One in four Sonoma County residents had an opioid prescription in 2014, a figure that troubles health care officials battling a national epidemic of prescription drug abuse.

Hydrocodone, by far the most widely prescribed opioid in Sonoma County, comprised 57 percent of the 459,000 opioid prescriptions filled at local pharmacies, according to a new report by the county Department of Health Services. Oxycodone made up 18 percent of local prescriptions.

“Twenty five percent of our residents are taking an opioid at some point in time during the year; that’s a very high number,” said county health officer Karen Milman.

Some of the data used in the county report comes from the Controlled Substance Utilization Review and Evaluation System, the state’s prescription drug monitoring program. Milman said 2014 represented the first full year of data available to the county.

Milman said the information offers a “baseline” of data that allows local health officials and health care professionals to examine ways of preventing prescription drug abuse.

“This is not unique to Sonoma County. This is happening nationwide,” Milman said.

Part of the data from the report uses three-year “rolling averages” that span the period between 2009 and 2014. County health officials found that nonfatal emergency department visits for opioid use increased 73 percent during that time. The three-year average grew to 17.3 visits per 100,000 people between 2012 and 2014, up from 10 visits for every 100,000 residents between 2009 and 2011.

About 126,000 people in Sonoma County were prescribed opioids in 2014. Of those, 58 percent were women. Just over half of the patients, or 53 percent, had only one opioid prescription, while 25 percent had four or more opioid prescriptions.

The median age for these opioid users was 53.

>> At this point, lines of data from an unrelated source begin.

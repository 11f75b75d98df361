//! Platform logging initialization for askpdf.
//!
//! The interactive form owns the terminal, so it logs to a file; the one-shot
//! `ask` mode logs to stderr and keeps stdout for the answer.

use std::fs::File;
use std::path::{Path, PathBuf};

use log::LevelFilter;
use simplelog::{
    ColorChoice, CombinedLogger, Config, ConfigBuilder, SharedLogger, TermLogger, TerminalMode,
    WriteLogger,
};

/// Destination for log output.
pub enum LogDestination {
    /// Write to the given file, truncating it.
    File(PathBuf),
    /// Write to the terminal (stderr).
    Terminal,
}

/// Initialize the global logger. Repeated calls are ignored.
pub fn initialize(destination: LogDestination, level: LevelFilter) {
    let config = build_config();

    let loggers: Vec<Box<dyn SharedLogger>> = match destination {
        LogDestination::File(path) => match create_file_logger(&path, level, config) {
            Some(file_logger) => vec![file_logger],
            None => return,
        },
        LogDestination::Terminal => vec![TermLogger::new(
            level,
            config,
            TerminalMode::Stderr,
            ColorChoice::Auto,
        )],
    };

    let _ = CombinedLogger::init(loggers);
}

fn build_config() -> Config {
    ConfigBuilder::new()
        .set_time_format_rfc3339()
        .set_target_level(LevelFilter::Error)
        // reqwest/hyper are chatty at debug level.
        .add_filter_allow_str("askpdf")
        .build()
}

fn create_file_logger(
    path: &Path,
    level: LevelFilter,
    config: Config,
) -> Option<Box<WriteLogger<File>>> {
    match File::create(path) {
        Ok(file) => Some(WriteLogger::new(level, config, file)),
        Err(err) => {
            eprintln!("Warning: Could not create log file at {:?}: {}", path, err);
            None
        }
    }
}
/// Shown in place of an answer whenever a request fails for any reason.
pub const BACKEND_ERROR_MESSAGE: &str = "Error contacting backend.";
pub const SUBMIT_LABEL: &str = "Ask";
pub const SUBMIT_LABEL_BUSY: &str = "Processing...";
pub const LOADING_HINT: &str = "This may take a few minutes...";

#[derive(Debug, Clone, Copy, PartialEq, Eq, Default)]
pub enum DropZone {
    #[default]
    Empty,
    Dragging,
    HasFiles,
}

/// One selected file as the file list shows it.
#[derive(Debug, Clone, PartialEq, Eq)]
pub struct FileRow {
    pub name: String,
    /// Advisory; non-PDF files are still sent.
    pub is_pdf: bool,
}

#[derive(Debug, Clone, PartialEq, Eq, Default)]
pub struct AppViewModel {
    /// Selection order.
    pub files: Vec<FileRow>,
    pub file_count: usize,
    pub query: String,
    pub drop_zone: DropZone,
    pub submit_enabled: bool,
    pub submit_label: &'static str,
    pub loading: bool,
    /// Markdown to show verbatim; `None` while loading or before any result.
    pub answer: Option<String>,
}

The report found 71 percent of received their prescriptions from only one prescriber. There were 524 “doctor shoppers,” patients who obtain opioid prescriptions from four or more prescribers and four or more pharmacies.

But Milman said there are signs that the local opioid epidemic is improving, thanks to an initiative by Partnership HealthPlan of California, the nonprofit managed-care giant that administers the county’s Medi-Cal program.

That initiative was created to fight the overuse of opioid pain medications such as OxyContin and Vicodin, ensuring that they are used only when medically necessary. It has led to a 23 percent reduction in the prescribing of opioid-based pain medications for patients on Medi-Cal, health officials said.

The reduction occurred between the fourth quarter of 2013 and the fourth quarter of 2014. Overall, Partnership HealthPlan, which serves 14 Northern California counties, has seen a 40 percent drop in the use of long-acting opioid pain medication among its members.

Milman said the data used by Partnership HealthPlan is newer than that cited in the county report published Friday.

“Their whole initiative was launched toward the end of this data,” Milman said. “The decreases that they have seen, we don’t yet have the data for. ... I’m confident our numbers are going down because of their initiative.”